Department of Surgery, Faculty of Medicine, Shinshu University (Director: Prof. Kimio MARUTA)

Yoshio MIYAZAKI , Yasuo NAKAMURA, Shintaro KIUCHI

Studies were carried out in order to clarify the influence of surgical stressor upon the mechanism of blood coaglation, with special reference to the occurrence of abnormal blood coagulation and to its defense mechanism, by determining the coagulation time and the fibrinolytic activity of the blood following the operation. The results obtained were as follows:
In general, the coagulability of blood increased immediately by the surgical stressor, favoring the occurrence of thromboembolism, then decreased to the lowest level around the 2nd to the 4th postoperative days and returned gradually to the normal level. On the other hand, the fibrinolytic activity increased in the first period of the increased blood coagulability during surgical stress, and it decreasd around the 2nd to the 4th postoperative days. This fact may be significant in preventing the occurrence of thromboembolism or abnormal hemorrhage in the postoperative days.
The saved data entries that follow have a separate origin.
//! Host error formatting with actionable guidance

use console::style;
use docker_host_core::{DockerError, HostError, LifecycleState};
use docker_host_core::host::native::{DOCKER_CERT_PATH_ENV, DOCKER_HOST_ENV};

/// Format a host error with a hint for the common cases
pub fn format_host_error(e: &HostError) -> String {
    match e {
        HostError::Configuration { .. } => format!(
            "{}\n\n  {}\n  {}",
            style(e).red().bold(),
            format_args!(
                "Set {} and {}, or register the host with explicit settings:",
                style(DOCKER_HOST_ENV).yellow(),
                style(DOCKER_CERT_PATH_ENV).yellow()
            ),
            style("  dockerhost host add <name> --native --endpoint <uri> --cert-path <dir>")
                .cyan()
        ),
        HostError::CertificateNotFound { .. } | HostError::CertificateParse { .. } => format!(
            "{}\n\n  {}",
            style(e).red().bold(),
            "The certificate directory must hold ca.pem, cert.pem and a matching key.pem."
        ),
        HostError::InvalidState { .. } => format!(
            "{}\n\n  {}",
            style(e).red().bold(),
            "Start and stop the daemon with your platform's service manager instead."
        ),
        HostError::IllegalTransition { host, state, .. } => {
            let hint = match state {
                LifecycleState::Running => format!("Stop it first: dockerhost stop {host}"),
                LifecycleState::Removed => "The machine no longer exists.".to_string(),
                _ => format!("Check its state: dockerhost status {host}"),
            };
            format!("{}\n\n  {}", style(e).red().bold(), hint)
        }
        HostError::Daemon { source, .. } => format_docker_error(e, source),
        HostError::NotFound(name) => format!(
            "{}\n\n  {} {}",
            style(e).red().bold(),
            "Register it with:",
            style(format!("dockerhost host add {name} --machine <machine>")).cyan()
        ),
        HostError::AlreadyExists(name) => format!(
            "{}\n\n  {} {}",
            style(e).red().bold(),
            "Overwrite it with",
            style(format!("dockerhost host add {name} ... --force")).cyan()
        ),
        _ => style(e).red().bold().to_string(),
    }
}

fn format_docker_error(e: &HostError, source: &DockerError) -> String {
    let hint = match source {
        DockerError::NotRunning | DockerError::Timeout => {
            "The daemon did not answer. Check that the host is running."
        }
        DockerError::Tls(_) => "TLS setup failed. Regenerate or re-copy the client certificates.",
        DockerError::PermissionDenied => "Add your user to the 'docker' group, then log in again.",
        _ => return style(e).red().bold().to_string(),
    };
    format!("{}\n\n  {}", style(e).red().bold(), hint)
}

/// Print a host error to stderr in the rich format
pub fn show_host_error(e: &HostError) {
    eprintln!();
    eprintln!("{}", format_host_error(e));
}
The remarkable decrease of the fibrinolytic activity of blood may result from an increas of antifibrinolytic enzyme (antiplasmin) induced by hyperfunction of the adrenal cortex.
A few cases showed that the coagulability of blood increased during operations and then returned to the preoperative level soon after operation, without showing any marked changes hereafter. The changes of the fibrinolytic activity showed a similar tendency.
These results suggest that there may exist an adequate balanc between the coagulability and the fibrinolytic activity of blood, contributing to maintain a defense mechanism to prevent postoperative complications such as thromboembolism or abnormal hemorrhage.
On the other hand, there were some cases which showed an unbalance between blood coagulation and fibrinolytic activity. This condition may be regarded as a preparatory state toward postoperat ive thromboembolism or hemorrhagic complications.
In short, postoperative thromboembolism or hemorrhagic complications may be apt to occur, if the balances between coagulant and anticoagulant factors, fibrinolytic enzyme (plasmin) and antifibrinolytic enzyme (antiplasmin) are lost by the surgical stressor.